A charity has called for better safeguarding for vulnerable dementia patients after it discovered that 15% of patients are cheated out of their cash.
The Alzheimer's Society said that up to 112,500 people living with dementia have been victims of "financial abuse" as a result of cold calling, scam mail, or mis-selling.
A new report by the charity found that almost two-thirds of carers said the person they look after had been approached by unexpected salespeople on their doorstep, while 70% were regularly targeted by telephone sellers.
The charity, which estimates the financial cost of the abuse amounts to more than £100 million, is calling on trading standards and banks to do more to help dementia sufferers, saying they should appoint "dementia champions" to help increase awareness about the condition.
Alzheimer's Society chief executive Jeremy Hughes said: "We are merely scratching the surface of the frightening hidden depths of financial abuse. Too often con artists are dealing another body blow to people who already face high care costs and a society that fails to understand their needs.
"It's only by working together with banks, local authorities, and of course the general public that we can turn this around and start the new year with new hope."

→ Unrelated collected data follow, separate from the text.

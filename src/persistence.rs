//! Persistence layer for SealChain
//!
//! A ledger is saved as a [`LedgerSnapshot`] of plain data. Loading trusts
//! every stored block hash verbatim and never re-mines, so a tampered file
//! loads fine and is then flagged by [`Blockchain::is_chain_valid`].

use crate::addressbook::AddressBook;
use crate::amount::Amount;
use crate::blockchain::chain::check_parameters;
use crate::blockchain::{Block, Blockchain, GENESIS_PREVIOUS_HASH};
use crate::config::{StorageBackend, StorageConfig};
use crate::crypto::{Address, Sha256Hash};
use crate::error::ChainError;
use crate::mempool::Mempool;
use crate::transaction::Transaction;
use rusqlite::{params, Connection, OptionalExtension};
use serde::{Deserialize, Serialize};
use std::collections::BTreeMap;
use std::fs;
use std::io::Write;
use std::path::{Path, PathBuf};
use std::sync::{Arc, Mutex};
use tracing::info;

/// Everything needed to rebuild a ledger.
#[derive(Debug, Clone, PartialEq, Eq, Serialize, Deserialize)]
pub struct LedgerSnapshot {
    pub chain: Vec<Block>,
    pub pending_transactions: Vec<Transaction>,
    pub difficulty: u32,
    pub mining_reward: Amount,
    pub addresses: BTreeMap<Address, String>,
}

/// Abstraction for persistence backends. A save replaces the whole stored
/// state; a load returns `None` when nothing has been saved yet.
pub trait Persistence: Send + Sync {
    fn save_snapshot(&self, snapshot: &LedgerSnapshot) -> Result<(), ChainError>;
    fn load_snapshot(&self) -> Result<Option<LedgerSnapshot>, ChainError>;
}

/// Opens the backend selected in the storage configuration.
pub fn open_store(config: &StorageConfig) -> Result<Box<dyn Persistence>, ChainError> {
    Ok(match config.backend {
        StorageBackend::Json => Box::new(JsonFile::new(&config.path)),
        StorageBackend::Sqlite => Box::new(Database::open(&config.path)?),
    })
}

fn malformed(what: impl std::fmt::Display) -> ChainError {
    ChainError::MalformedPersistedState(what.to_string())
}

impl Blockchain {
    pub fn snapshot(&self) -> LedgerSnapshot {
        LedgerSnapshot {
            chain: self.blocks.clone(),
            pending_transactions: self.pending.transactions().to_vec(),
            difficulty: self.difficulty,
            mining_reward: self.mining_reward,
            addresses: self.address_book.entries().clone(),
        }
    }

    /// Rebuilds a ledger from a snapshot after structural checks. Hash
    /// linkage is not checked here; see [`Blockchain::verify_chain`].
    pub fn from_snapshot(snapshot: LedgerSnapshot) -> Result<Self, ChainError> {
        Self::from_snapshot_with_capacity(snapshot, crate::mempool::DEFAULT_MAX_PENDING)
    }

    pub(crate) fn from_snapshot_with_capacity(
        snapshot: LedgerSnapshot,
        max_pending: usize,
    ) -> Result<Self, ChainError> {
        let LedgerSnapshot {
            chain,
            pending_transactions,
            difficulty,
            mining_reward,
            addresses,
        } = snapshot;

        let genesis = chain
            .first()
            .ok_or_else(|| malformed("chain holds no blocks"))?;
        if !genesis.transactions.is_empty() {
            return Err(malformed("genesis block must not hold transactions"));
        }
        if genesis.previous_hash != GENESIS_PREVIOUS_HASH {
            return Err(malformed("genesis block lacks the previous-hash sentinel"));
        }
        for (position, block) in chain.iter().enumerate() {
            if block.index != position as u64 {
                return Err(malformed(format!(
                    "block at position {} claims index {}",
                    position, block.index
                )));
            }
        }
        check_parameters(difficulty, mining_reward).map_err(malformed)?;

        let mut pending = Mempool::with_capacity(max_pending.max(pending_transactions.len()));
        for tx in pending_transactions {
            if tx.is_reward() {
                return Err(malformed("pending set holds a reward transaction"));
            }
            pending.add_transaction(tx)?;
        }

        Ok(Blockchain {
            blocks: chain,
            pending,
            difficulty,
            mining_reward,
            address_book: AddressBook::from_entries(addresses)?,
        })
    }

    pub fn save_to(&self, store: &dyn Persistence) -> Result<(), ChainError> {
        store.save_snapshot(&self.snapshot())?;
        info!(blocks = self.blocks.len(), pending = self.pending.len(), "saved ledger");
        Ok(())
    }

    /// Replaces this ledger with the stored one. All-or-nothing: on any
    /// error, or when the store is empty, `self` is left untouched.
    /// Returns whether anything was loaded.
    pub fn load_from(&mut self, store: &dyn Persistence) -> Result<bool, ChainError> {
        let Some(snapshot) = store.load_snapshot()? else {
            return Ok(false);
        };
        let loaded = Self::from_snapshot_with_capacity(snapshot, self.pending.max_size())?;
        info!(blocks = loaded.blocks.len(), pending = loaded.pending.len(), "loaded ledger");
        *self = loaded;
        Ok(true)
    }
}

/// Pretty-printed JSON file, replaced atomically on every save.
#[derive(Debug, Clone)]
pub struct JsonFile {
    path: PathBuf,
}

impl JsonFile {
    pub fn new(path: impl Into<PathBuf>) -> Self {
        JsonFile { path: path.into() }
    }

    pub fn path(&self) -> &Path {
        &self.path
    }
}

impl Persistence for JsonFile {
    fn save_snapshot(&self, snapshot: &LedgerSnapshot) -> Result<(), ChainError> {
        let dir = match self.path.parent() {
            Some(parent) if !parent.as_os_str().is_empty() => parent.to_path_buf(),
            _ => PathBuf::from("."),
        };
        fs::create_dir_all(&dir)?;

        let mut file = tempfile::NamedTempFile::new_in(&dir)?;
        serde_json::to_writer_pretty(&mut file, snapshot)?;
        file.flush()?;
        file.persist(&self.path).map_err(|e| ChainError::from(e.error))?;
        Ok(())
    }

    fn load_snapshot(&self) -> Result<Option<LedgerSnapshot>, ChainError> {
        let text = match fs::read_to_string(&self.path) {
            Ok(text) => text,
            Err(e) if e.kind() == std::io::ErrorKind::NotFound => return Ok(None),
            Err(e) => return Err(e.into()),
        };
        serde_json::from_str(&text)
            .map(Some)
            .map_err(|e| malformed(format!("{}: {}", self.path.display(), e)))
    }
}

Martin Lewis, founder of MoneySavingExpert who wrote the foreword for the report, added: "The scale of this problem is huge. It's deplorable that people are prepared to take advantage of some of the most vulnerable in our society. What's more, the true amount of money lost is likely to be much higher as financial abuse often goes unreported. Society must help protect people with dementia - something must be done."
The study, conducted on 104 carers and 47 people with dementia, also found that three-quarters of patients have encountered difficulties when managing their money.
A charity spokesman said the best ways for sufferers to deal with money management include: talking to family about finances, setting up a lasting power of attorney, meeting with local bank managers, putting a "no cold callers" sign on their front doors and signing up to the Mailing Preference Service and the Telephone Preference Service register.
Mehboob Khan, chairman of the Local Government Association's safer and stronger communities board, said: "Exploiting vulnerable residents who are already struggling to manage their money simply won't be tolerated by councils. Our trading standards teams across the country are working hard to stop rogue trading and put right some of the stress, exhaustion and frustration these crimes can cause."